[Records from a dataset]
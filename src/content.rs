use crate::models::{BookContent, ContentItem};
use crate::rating;
use eyre::{Result, WrapErr};
use std::collections::HashMap;
use std::fs;
use std::path::Path;

/// Cover artwork the fixed leading/trailing pages embed.
#[derive(Debug, Clone, Default)]
pub struct CoverArt {
    pub front_src: String,
    pub inner_src: String,
}

pub fn load_book_content(path: &Path) -> Result<BookContent> {
    let raw = fs::read_to_string(path)
        .wrap_err_with(|| format!("Could not read book content from {}", path.display()))?;
    let book: BookContent = serde_json::from_str(&raw)
        .wrap_err_with(|| format!("Invalid book content in {}", path.display()))?;
    Ok(book)
}

/// Renders content items to their page markup. Rating placeholders are
/// resolved against the caller's rating map at render time, so the
/// renderer is rebuilt (cheaply) whenever pagination runs.
pub struct ItemRenderer<'a> {
    user_ratings: &'a HashMap<String, u8>,
}

impl<'a> ItemRenderer<'a> {
    pub fn new(user_ratings: &'a HashMap<String, u8>) -> Self {
        Self { user_ratings }
    }

    pub fn render(&self, item: &ContentItem) -> String {
        match item {
            ContentItem::Paragraph { text } => format!("<p>{}</p>", text),
            ContentItem::Image {
                src,
                style,
                class_name,
            } => render_image(src, style.as_deref(), class_name.as_deref()),
            ContentItem::Lyrics { text } => format!(
                "<div class=\"song-lyrics\"><center><i><pre>{}</pre></i></center></div>",
                text
            ),
            ContentItem::Metadata { date, author } => format!(
                "<div class=\"post-date\"><span class=\"date\">{}</span><span class=\"author\">{}</span></div>",
                date, author
            ),
            ContentItem::Rating { chapter_id } => {
                rating::widget_markup(chapter_id, self.user_ratings.get(chapter_id).copied())
            }
            ContentItem::Unknown => String::new(),
        }
    }
}

/// A landscape/wide image is laid out full-width with an unconstrained
/// height; everything else keeps its explicit inline style, if any.
fn render_image(src: &str, style: Option<&str>, class_name: Option<&str>) -> String {
    let is_landscape = class_name == Some("landscape-image")
        || style.is_some_and(|s| s.contains("aspect-ratio"));

    let style_attr = if is_landscape {
        " style=\"width: 100%; height: auto; max-height: none; object-fit: contain;\"".to_string()
    } else {
        match style {
            Some(s) => format!(" style=\"{}\"", s),
            None => String::new(),
        }
    };

    format!(
        "<img src=\"{}\" alt=\"Chapter illustration\"{}>",
        src, style_attr
    )
}

pub fn title_markup(title: &str) -> String {
    format!("<h2>{}</h2>", title)
}

pub fn blank_page_markup() -> String {
    "<div class=\"hard\"><div class=\"cover-content\"></div></div>".to_string()
}

pub fn cover_markup(src: &str) -> String {
    format!(
        "<div class=\"hard\"><div class=\"cover-content\"><img src=\"{}\"></div></div>",
        src
    )
}

pub fn back_cover_markup() -> String {
    "<div class=\"hard\"><div class=\"cover-content back-cover\"><h2>Be sure to leave ratings!!</h2></div></div>"
        .to_string()
}

#[cfg(test)]
mod tests {
    use super::*;

    fn renderer_with(ratings: &HashMap<String, u8>) -> ItemRenderer<'_> {
        ItemRenderer::new(ratings)
    }

    #[test]
    fn paragraph_markup() {
        let ratings = HashMap::new();
        let renderer = renderer_with(&ratings);
        let html = renderer.render(&ContentItem::Paragraph {
            text: "Once upon a time".to_string(),
        });
        assert_eq!(html, "<p>Once upon a time</p>");
    }

    #[test]
    fn landscape_class_forces_full_width_style() {
        let ratings = HashMap::new();
        let renderer = renderer_with(&ratings);
        let html = renderer.render(&ContentItem::Image {
            src: "wide.png".to_string(),
            style: None,
            class_name: Some("landscape-image".to_string()),
        });
        assert!(html.contains("width: 100%"));
        assert!(html.contains("max-height: none"));
    }

    #[test]
    fn aspect_ratio_marker_in_style_selects_landscape() {
        let ratings = HashMap::new();
        let renderer = renderer_with(&ratings);
        let html = renderer.render(&ContentItem::Image {
            src: "wide.png".to_string(),
            style: Some("aspect-ratio: 16/9;".to_string()),
            class_name: None,
        });
        assert!(html.contains("width: 100%"));
    }

    #[test]
    fn explicit_inline_style_is_kept_for_portrait_images() {
        let ratings = HashMap::new();
        let renderer = renderer_with(&ratings);
        let html = renderer.render(&ContentItem::Image {
            src: "tall.png".to_string(),
            style: Some("max-width: 60%;".to_string()),
            class_name: None,
        });
        assert!(html.contains("style=\"max-width: 60%;\""));
        assert!(!html.contains("width: 100%"));
    }

    #[test]
    fn image_without_style_has_no_style_attr() {
        let ratings = HashMap::new();
        let renderer = renderer_with(&ratings);
        let html = renderer.render(&ContentItem::Image {
            src: "plain.png".to_string(),
            style: None,
            class_name: None,
        });
        assert_eq!(
            html,
            "<img src=\"plain.png\" alt=\"Chapter illustration\">"
        );
    }

    #[test]
    fn lyrics_block_preserves_whitespace_wrapper() {
        let ratings = HashMap::new();
        let renderer = renderer_with(&ratings);
        let html = renderer.render(&ContentItem::Lyrics {
            text: "la la\n  la".to_string(),
        });
        assert!(html.starts_with("<div class=\"song-lyrics\">"));
        assert!(html.contains("<pre>la la\n  la</pre>"));
    }

    #[test]
    fn metadata_markup() {
        let ratings = HashMap::new();
        let renderer = renderer_with(&ratings);
        let html = renderer.render(&ContentItem::Metadata {
            date: "2025-11-01".to_string(),
            author: "A. Writer".to_string(),
        });
        assert!(html.contains("<span class=\"date\">2025-11-01</span>"));
        assert!(html.contains("<span class=\"author\">A. Writer</span>"));
    }

    #[test]
    fn rating_placeholder_resolves_against_user_ratings() {
        let mut ratings = HashMap::new();
        ratings.insert("ch2".to_string(), 4u8);
        let renderer = renderer_with(&ratings);

        let rated = renderer.render(&ContentItem::Rating {
            chapter_id: "ch2".to_string(),
        });
        assert!(rated.contains("You rated 4 stars"));

        let unrated = renderer.render(&ContentItem::Rating {
            chapter_id: "ch9".to_string(),
        });
        assert!(unrated.contains("Rate this chapter"));
    }

    #[test]
    fn unknown_item_renders_nothing() {
        let ratings = HashMap::new();
        let renderer = renderer_with(&ratings);
        assert_eq!(renderer.render(&ContentItem::Unknown), "");
    }

    #[test]
    fn load_book_content_round_trip() {
        let dir = tempfile::tempdir().unwrap();
        let path = dir.path().join("book.json");
        std::fs::write(
            &path,
            r#"{"chapters":[{"id":"chapter-1","chapterId":"1","title":"One","content":[{"type":"paragraph","text":"hi"}]}]}"#,
        )
        .unwrap();
        let book = load_book_content(&path).unwrap();
        assert_eq!(book.chapters.len(), 1);
        assert_eq!(book.chapters[0].chapter_id, "1");
    }

    #[test]
    fn load_book_content_rejects_bad_json() {
        let dir = tempfile::tempdir().unwrap();
        let path = dir.path().join("bad.json");
        std::fs::write(&path, "{not json").unwrap();
        assert!(load_book_content(&path).is_err());
    }
}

> _Activity_
Exactly as given, please retype all the entries.

> _Exercise solution_
filename src/content.rs
use crate::models::{BookContent, ContentItem};
use crate::rating;
use eyre::{Result, WrapErr};
use std::collections::HashMap;
use std::fs;
use std::path::Path;

/// Cover artwork the fixed leading/trailing pages embed.
#[derive(Debug, Clone, Default)]
pub struct CoverArt {
    pub front_src: String,
    pub inner_src: String,
}

pub fn load_book_content(path: &Path) -> Result<BookContent> {
    let raw = fs::read_to_string(path)
        .wrap_err_with(|| format!("Could not read book content from {}", path.display()))?;
    let book: BookContent = serde_json::from_str(&raw)
        .wrap_err_with(|| format!("Invalid book content in {}", path.display()))?;
    Ok(book)
}

/// Renders content items to their page markup. Rating placeholders are
/// resolved against the caller's rating map at render time, so the
/// renderer is rebuilt (cheaply) whenever pagination runs.
pub struct ItemRenderer<'a> {
    user_ratings: &'a HashMap<String, u8>,
}

impl<'a> ItemRenderer<'a> {
    pub fn new(user_ratings: &'a HashMap<String, u8>) -> Self {
        Self { user_ratings }
    }

    pub fn render(&self, item: &ContentItem) -> String {
        match item {
            ContentItem::Paragraph { text } => format!("<p>{}</p>", text),
            ContentItem::Image {
                src,
                style,
                class_name,
            } => render_image(src, style.as_deref(), class_name.as_deref()),
            ContentItem::Lyrics { text } => format!(
                "<div class=\"song-lyrics\"><center><i><pre>{}</pre></i></center></div>",
                text
            ),
            ContentItem::Metadata { date, author } => format!(
                "<div class=\"post-date\"><span class=\"date\">{}</span><span class=\"author\">{}</span></div>",
                date, author
            ),
            ContentItem::Rating { chapter_id } => {
                rating::widget_markup(chapter_id, self.user_ratings.get(chapter_id).copied())
            }
            ContentItem::Unknown => String::new(),
        }
    }
}

/// A landscape/wide image is laid out full-width with an unconstrained
/// height; everything else keeps its explicit inline style, if any.
fn render_image(src: &str, style: Option<&str>, class_name: Option<&str>) -> String {
    let is_landscape = class_name == Some("landscape-image")
        || style.is_some_and(|s| s.contains("aspect-ratio"));

    let style_attr = if is_landscape {
        " style=\"width: 100%; height: auto; max-height: none; object-fit: contain;\"".to_string()
    } else {
        match style {
            Some(s) => format!(" style=\"{}\"", s),
            None => String::new(),
        }
    };

    format!(
        "<img src=\"{}\" alt=\"Chapter illustration\"{}>",
        src, style_attr
    )
}

pub fn title_markup(title: &str) -> String {
    format!("<h2>{}</h2>", title)
}

pub fn blank_page_markup() -> String {
    "<div class=\"hard\"><div class=\"cover-content\"></div></div>".to_string()
}

pub fn cover_markup(src: &str) -> String {
    format!(
        "<div class=\"hard\"><div class=\"cover-content\"><img src=\"{}\"></div></div>",
        src
    )
}

pub fn back_cover_markup() -> String {
    "<div class=\"hard\"><div class=\"cover-content back-cover\"><h2>Be sure to leave ratings!!</h2></div></div>"
        .to_string()
}

#[cfg(test)]
mod tests {
    use super::*;

    fn renderer_with(ratings: &HashMap<String, u8>) -> ItemRenderer<'_> {
        ItemRenderer::new(ratings)
    }

    #[test]
    fn paragraph_markup() {
        let ratings = HashMap::new();
        let renderer = renderer_with(&ratings);
        let html = renderer.render(&ContentItem::Paragraph {
            text: "Once upon a time".to_string(),
        });
        assert_eq!(html, "<p>Once upon a time</p>");
    }

    #[test]
    fn landscape_class_forces_full_width_style() {
        let ratings = HashMap::new();
        let renderer = renderer_with(&ratings);
        let html = renderer.render(&ContentItem::Image {
            src: "wide.png".to_string(),
            style: None,
            class_name: Some("landscape-image".to_string()),
        });
        assert!(html.contains("width: 100%"));
        assert!(html.contains("max-height: none"));
    }

    #[test]
    fn aspect_ratio_marker_in_style_selects_landscape() {
        let ratings = HashMap::new();
        let renderer = renderer_with(&ratings);
        let html = renderer.render(&ContentItem::Image {
            src: "wide.png".to_string(),
            style: Some("aspect-ratio: 16/9;".to_string()),
            class_name: None,
        });
        assert!(html.contains("width: 100%"));
    }

    #[test]
    fn explicit_inline_style_is_kept_for_portrait_images() {
        let ratings = HashMap::new();
        let renderer = renderer_with(&ratings);
        let html = renderer.render(&ContentItem::Image {
            src: "tall.png".to_string(),
            style: Some("max-width: 60%;".to_string()),
            class_name: None,
        });
        assert!(html.contains("style=\"max-width: 60%;\""));
        assert!(!html.contains("width: 100%"));
    }

    #[test]
    fn image_without_style_has_no_style_attr() {
        let ratings = HashMap::new();
        let renderer = renderer_with(&ratings);
        let html = renderer.render(&ContentItem::Image {
            src: "plain.png".to_string(),
            style: None,
            class_name: None,
        });
        assert_eq!(
            html,
            "<img src=\"plain.png\" alt=\"Chapter illustration\">"
        );
    }

    #[test]
    fn lyrics_block_preserves_whitespace_wrapper() {
        let ratings = HashMap::new();
        let renderer = renderer_with(&ratings);
        let html = renderer.render(&ContentItem::Lyrics {
            text: "la la\n  la".to_string(),
        });
        assert!(html.starts_with("<div class=\"song-lyrics\">"));
        assert!(html.contains("<pre>la la\n  la</pre>"));
    }

    #[test]
    fn metadata_markup() {
        let ratings = HashMap::new();
        let renderer = renderer_with(&ratings);
        let html = renderer.render(&ContentItem::Metadata {
            date: "2025-11-01".to_string(),
            author: "A. Writer".to_string(),
        });
        assert!(html.contains("<span class=\"date\">2025-11-01</span>"));
        assert!(html.contains("<span class=\"author\">A. Writer</span>"));
    }

    #[test]
    fn rating_placeholder_resolves_against_user_ratings() {
        let mut ratings = HashMap::new();
        ratings.insert("ch2".to_string(), 4u8);
        let renderer = renderer_with(&ratings);

        let rated = renderer.render(&ContentItem::Rating {
            chapter_id: "ch2".to_string(),
        });
        assert!(rated.contains("You rated 4 stars"));

        let unrated = renderer.render(&ContentItem::Rating {
            chapter_id: "ch9".to_string(),
        });
        assert!(unrated.contains("Rate this chapter"));
    }

    #[test]
    fn unknown_item_renders_nothing() {
        let ratings = HashMap::new();
        let renderer = renderer_with(&ratings);
        assert_eq!(renderer.render(&ContentItem::Unknown), "");
    }

    #[test]
    fn load_book_content_round_trip() {
        let dir = tempfile::tempdir().unwrap();
        let path = dir.path().join("book.json");
        std::fs::write(
            &path,
            r#"{"chapters":[{"id":"chapter-1","chapterId":"1","title":"One","content":[{"type":"paragraph","text":"hi"}]}]}"#,
        )
        .unwrap();
        let book = load_book_content(&path).unwrap();
        assert_eq!(book.chapters.len(), 1);
        assert_eq!(book.chapters[0].chapter_id, "1");
    }

    #[test]
    fn load_book_content_rejects_bad_json() {
        let dir = tempfile::tempdir().unwrap();
        let path = dir.path().join("bad.json");
        std::fs::write(&path, "{not json").unwrap();
        assert!(load_book_content(&path).is_err());
    }
}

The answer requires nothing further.